O Centro de Referência Infantil do Rio Grande do Norte é uma Unidade de Referência Estadual para atendimento à crianças e adolescentes portadores de deficiências físicas, mentais, sensoriais ou múltiplas, prestando serviços na área médico-ambulatorial, em estimulação precoce e reabilitação.

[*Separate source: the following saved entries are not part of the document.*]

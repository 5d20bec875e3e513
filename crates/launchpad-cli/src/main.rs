use chrono::{DateTime, Utc};
use serde::Serialize;
use std::error::Error;
use std::sync::Arc;
use tokio::time::{Duration, Instant, sleep};
use tracing::info;

use launchpad_core::app::{EngineConfig, TaskCounts, TaskEngine};
use launchpad_core::domain::{
    DistributeType, GameId, GameStatus, MediaKind, NewGame, TaskStatus, TaskType, UserId,
};
use launchpad_core::impls::{InMemoryStore, LogSink};
use launchpad_core::lifecycle::{
    GameLifecycle, LifecycleConfig, NotifyReservedUsersHandler, register_handlers,
};
use launchpad_core::observability::init_tracing;
use launchpad_core::ports::{Clock, SystemClock, TaskStore};

#[derive(Debug, Serialize)]
struct Summary {
    game_id: GameId,
    status: String,
    version: i64,
    publish_time: Option<DateTime<Utc>>,
    tasks: TaskCounts,
}

/// 環境変数が無ければデモ向けの短いタイミングを使う
fn demo_lookup(key: &str) -> Option<String> {
    std::env::var(key).ok().or_else(|| match key {
        "LAUNCHPAD_INIT_DELAY_SECS" => Some("0".to_string()),
        "LAUNCHPAD_IDLE_POLL_SECS" => Some("1".to_string()),
        _ => None,
    })
}

async fn wait_until_notified(store: &InMemoryStore, timeout: Duration) -> bool {
    let deadline = Instant::now() + timeout;
    while Instant::now() < deadline {
        if let Ok(tasks) = store.list_tasks(TaskType::GameNotifyReservedUsers).await {
            if tasks.iter().any(|t| t.status == TaskStatus::Success) {
                return true;
            }
        }
        sleep(Duration::from_millis(100)).await;
    }
    false
}

#[tokio::main]
async fn main() -> Result<(), Box<dyn Error>> {
    init_tracing();

    // (A) ストア・時計・エンジン・ライフサイクルを組み立てる
    let clock: Arc<dyn Clock> = Arc::new(SystemClock);
    let store = InMemoryStore::new(clock.clone());
    let engine = TaskEngine::new(
        Arc::new(store.clone()),
        clock.clone(),
        EngineConfig::from_lookup(demo_lookup)?,
    );
    let lifecycle = Arc::new(GameLifecycle::new(
        Arc::new(store.clone()),
        Arc::new(store.clone()),
        engine.clone(),
        clock.clone(),
    ));

    // (B) handler を登録してワーカーを起動
    let notifier = NotifyReservedUsersHandler::new(
        Arc::new(store.clone()),
        Arc::new(store.clone()),
        Arc::new(LogSink),
        LifecycleConfig::from_env(),
    );
    register_handlers(&engine, lifecycle.clone(), notifier)?;
    let workers = engine.start()?;
    info!(workers = ?workers.names(), "workers running");

    // (C) 審査を通して 2 秒後に予約公開
    let game = store
        .insert_game(NewGame {
            name: "Star Courier".into(),
            developer: "Nightjar Studio".into(),
            publisher: "Nightjar Publishing".into(),
            distribute_type: DistributeType::H5Link,
        })
        .await;
    store
        .attach_media(
            game.id,
            &[
                MediaKind::Icon,
                MediaKind::Screenshot,
                MediaKind::Video,
                MediaKind::H5Link,
            ],
        )
        .await;
    store
        .add_reservations(game.id, &[UserId::new(101), UserId::new(102)])
        .await;

    lifecycle.submit_for_review(game.id).await?;
    lifecycle.approve(game.id).await?;
    let publish_time = clock.now() + chrono::TimeDelta::seconds(2);
    lifecycle.pre_register(game.id, publish_time).await?;
    println!("pre-registered {} for {publish_time}", game.id);

    // (D) 自動公開と通知を待つ
    let notified = wait_until_notified(&store, Duration::from_secs(15)).await;

    let current = lifecycle.current(game.id).await?;
    let summary = Summary {
        game_id: current.id,
        status: current.status.to_string(),
        version: current.version,
        publish_time: current.publish_time,
        tasks: engine.counts().await?,
    };
    println!("{}", serde_json::to_string_pretty(&summary)?);
    if !notified || current.status != GameStatus::Published {
        println!("game was not published in time");
    }

    // (E) ワーカーを止めて終了
    workers.shutdown_and_join().await;
    Ok(())
}
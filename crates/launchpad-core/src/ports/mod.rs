//! Ports - 抽象化レイヤー
//!
//! 各 trait は外部システム（リレーショナルストア、メッセージバス、時計）への
//! インターフェースを提供し、実装の詳細を隠蔽します。
//!
//! # 設計原則
//! - ストアが source of truth（正本）。並行制御は version CAS とトランザクションだけ
//! - メッセージバスは fire-and-forget
//! - 時刻は Clock 経由でのみ読む

pub mod clock;
pub mod game_store;
pub mod notification;
pub mod task_store;
pub mod transaction;

pub use self::clock::{Clock, FixedClock, SystemClock};
pub use self::game_store::{GameStore, ReservationDirectory};
pub use self::notification::{NotificationSink, NotifyError};
pub use self::task_store::TaskStore;
pub use self::transaction::{CommitReport, Transaction, TxOp, UnitOfWork};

A fisioterapeuta Danielle Silva dos Santos conta que quando chegou para trabalhar na manhã de ontem foi comunicada que havia sido transferida, cuja transferência já havia sido publicada no Diário Oficial do Estado, para o Hospital Maria Alice Fernandes. “Fomos transferidos à revelia, até mesmo da direção. Pois a Sesap procurou a direção do CRI querendo saber da possibilidade de ceder dois profissionais, mas a direção disse que não podia, pois todos os profissionais já estavam com uma demanda alta de pacientes. No entanto, mesmo assim, eles passaram por cima da direção e publicaram a nossa transferência”, disse Danielle.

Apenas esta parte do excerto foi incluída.